A severe dust storm knocked over tents and postponed the first day of launches, but Liberty’s team demonstrated its dedication by arriving at the spaceport launchpad by 4:30 a.m. on Day 2 after a two-and-a-half-hour drive from its hotel.

“On the day of our flight, we were able to get to the range early, and when we were finally allowed to launch, we were one of the most efficient in terms of set-up,” avionics team lead Price Drawdy said. “Our rocket was reviewed, and we were able to go first on the second set of launches, and the flight was fantastic.”

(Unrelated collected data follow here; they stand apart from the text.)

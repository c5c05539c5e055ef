//! The liquidity and collateral guard gating provider commitments.

use std::sync::Arc;

use alloy_primitives::{Address, U256};
use bridge_lp_chain::{with_retry, ChainError, ContractChainClient, RetryConfig};
use bridge_lp_primitives::Quote;
use thiserror::Error;
use tracing::debug;

/// Why a quote cannot be committed to right now.
#[derive(Debug, Error)]
pub enum GuardErr {
    /// Committed value plus fee exceeds the provider's available
    /// liquidity. The quote may become acceptable again when headroom
    /// returns.
    #[error("liquidity exhausted: {0}")]
    LiquidityExhausted(String),

    /// The provider's locked collateral is below the configured minimum.
    #[error("collateral below minimum: {0}")]
    CollateralShortfall(String),

    /// The balances could not be read at all.
    #[error(transparent)]
    Chain(#[from] ChainError),
}

/// A point-in-time read of the provider's balances.
///
/// Never cached: both values move under concurrent registrations and
/// external collateral top-ups, so every check reads fresh.
#[derive(Debug, Clone, Copy)]
struct CollateralSnapshot {
    available_liquidity: U256,
    collateral: U256,
}

/// Read-only checks against the provider's liquidity and collateral.
///
/// Advisory at quote-acceptance time, mandatory immediately before
/// registration submission: liquidity may have been consumed by other
/// quotes accepted in between.
#[derive(Clone)]
pub struct LiquidityGuard {
    chain: Arc<dyn ContractChainClient>,
    provider_addr: Address,
    min_collateral: U256,
    retry: RetryConfig,
}

impl LiquidityGuard {
    /// Builds a guard for the given provider address.
    pub fn new(
        chain: Arc<dyn ContractChainClient>,
        provider_addr: Address,
        min_collateral: U256,
        retry: RetryConfig,
    ) -> Self {
        Self {
            chain,
            provider_addr,
            min_collateral,
            retry,
        }
    }

    async fn snapshot(&self) -> Result<CollateralSnapshot, ChainError> {
        let available_liquidity = with_retry(&self.retry, "available_liquidity", || {
            self.chain.available_liquidity(self.provider_addr)
        })
        .await?;
        let collateral = with_retry(&self.retry, "collateral", || {
            self.chain.collateral(self.provider_addr)
        })
        .await?;

        Ok(CollateralSnapshot {
            available_liquidity,
            collateral,
        })
    }

    /// Checks whether the provider can commit to `quote` right now.
    ///
    /// Rejects when value plus fee exceeds available liquidity (equality
    /// is accepted) or when collateral is below the configured minimum.
    pub async fn check(&self, quote: &Quote) -> Result<(), GuardErr> {
        let snapshot = self.snapshot().await?;
        let committed = quote
            .value()
            .checked_add(quote.call_fee())
            .ok_or_else(|| GuardErr::LiquidityExhausted("value plus fee overflows".into()))?;

        debug!(
            %committed,
            available = %snapshot.available_liquidity,
            collateral = %snapshot.collateral,
            "guard check"
        );

        if committed > snapshot.available_liquidity {
            return Err(GuardErr::LiquidityExhausted(format!(
                "quote commits {committed} wei but only {} wei available",
                snapshot.available_liquidity
            )));
        }

        if snapshot.collateral < self.min_collateral {
            return Err(GuardErr::CollateralShortfall(format!(
                "{} wei locked, {} wei required",
                snapshot.collateral, self.min_collateral
            )));
        }

        Ok(())
    }
}

#[cfg(test)]
mod tests {
    use std::time::Duration;

    use bridge_lp_chain::mock::MockContractChain;
    use bridge_lp_primitives::test_utils::quote_with_terms;

    use super::*;

    fn guard(chain: Arc<MockContractChain>) -> LiquidityGuard {
        LiquidityGuard::new(
            chain,
            Address::repeat_byte(0x01),
            U256::from(100),
            RetryConfig::default().with_backoff_period(Duration::from_millis(1)),
        )
    }

    #[tokio::test]
    async fn accepts_when_headroom_exists() {
        let chain = Arc::new(MockContractChain::new());
        chain.set_liquidity(U256::from(2000));

        let quote = quote_with_terms(1000, 10, true);
        guard(chain).check(&quote).await.unwrap();
    }

    #[tokio::test]
    async fn accepts_exact_equality() {
        let chain = Arc::new(MockContractChain::new());
        chain.set_liquidity(U256::from(1010));

        let quote = quote_with_terms(1000, 10, true);
        guard(chain).check(&quote).await.unwrap();
    }

    #[tokio::test]
    async fn rejects_one_wei_over() {
        let chain = Arc::new(MockContractChain::new());
        chain.set_liquidity(U256::from(1009));

        let quote = quote_with_terms(1000, 10, true);
        let err = guard(chain).check(&quote).await.unwrap_err();
        assert!(matches!(err, GuardErr::LiquidityExhausted(_)));
    }

    #[tokio::test]
    async fn rejects_collateral_below_minimum() {
        let chain = Arc::new(MockContractChain::new());
        chain.set_collateral(U256::from(99));

        let quote = quote_with_terms(10, 1, true);
        let err = guard(chain).check(&quote).await.unwrap_err();
        assert!(matches!(err, GuardErr::CollateralShortfall(_)));
    }

    #[tokio::test]
    async fn transient_read_failures_heal_within_budget() {
        let chain = Arc::new(MockContractChain::new());
        chain.fail_next_liquidity_reads(2);

        let quote = quote_with_terms(1000, 10, true);
        guard(chain).check(&quote).await.unwrap();
    }

    #[tokio::test]
    async fn reads_fresh_on_every_check() {
        let chain = Arc::new(MockContractChain::new());
        let guard = guard(chain.clone());
        let quote = quote_with_terms(1000, 10, true);

        guard.check(&quote).await.unwrap();
        chain.set_liquidity(U256::from(500));
        assert!(guard.check(&quote).await.is_err());
    }
}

By launching early in the day, the team avoided higher temperatures and desert winds that can be extremely unpredictable and affect the rocket’s flight.

“The launch was just as satisfying as last year, even if we did not get a top-10 finish,” Krick said. “All the students put a lot of work into the rocket, and it shows. It is a beautiful piece of engineering. I am very proud of this team, and I know that these students will end up being incredible engineers.”

Drawdy, a rising senior studying computer engineering, said the team made tremendous advancements in its electronic components, with a video system and flight computer fitted into the rocket and a custom-made ground station computer.

“Avionics was an area we improved dramatically in from last year,” he said. “The live video system allows us to see the rocket in flight, to see that the parachute has deployed. The ground system allows us to see all the data and video from all the systems on the rocket, systems that are super helpful in being able to tell what’s going on with the rocket mid-flight.”

Drawdy said some of the systems ran extremely well while others experienced issues on the launch pad that the team could not have foreseen, such as radio interference that affected its ground station computer readings.

“Last year, we were just starting out, and now we are actually competing in a lot of ways we weren’t in the past, and we were extremely competitive,” he said.

“The rocket has improved beyond its accuracy,” Krick added. “All the components were made to fit in the rocket with precision and ease. Each piece had a reason behind it, and it allowed us to construct and deconstruct the rocket quickly, something a lot of teams struggle with.”

Besides Krick and Drawdy, team members traveling to Texas included lead manufacturing engineer Johnny Sugarman, project manager Simon Babcock, and aeronautics team lead Sam Worthington, who are all rising senior mechanical engineers; ground station lead Jack Harris, a rising senior studying computer science and cybersecurity; rising sophomores design engineer Steele Fritchie and recovery lead assistant Owen Offman; and rising junior mechanical engineer Josh Blottenberger.

Together, they executed their jobs extremely well throughout the week, demonstrating cooperation and collaboration acquired throughout the school year, when delegation and efficient task management was essential from such a large team.

“Every year has been better than the one before,” Drawdy said. “We continue to build on previous rockets, maintaining excellence and consistency while adding in some experimental features. If we keep doing those things well, we are looking at a top-five finish next year.”

Drawdy said he is advising next year’s avionics team — led by rising junior Bradley Campbell, who is currently completing an internship at SpaceX — to add air brakes that could help the rocket reach closer to its target altitude.

He said learning from other teams was one of the most rewarding takeaways from the competition. Programs such as Cornell, Duke, Embry-Riddle, and Purdue were among the frontrunners. The University of Virginia, which did its test launch at the same time and location as Liberty in April, placed second overall.

“The fact that we can hold our own with those schools is pretty cool,” Drawdy said. “Being able to see what all the other teams did, some better than ours, and the unique ways everyone approached these problems, was very constructive. We had great conversations with some of the Australians (including IREC overall winner University of Sydney) and were surrounded by some of the smartest people from a lot of the biggest-name universities all around the world trying to solve the same problems.”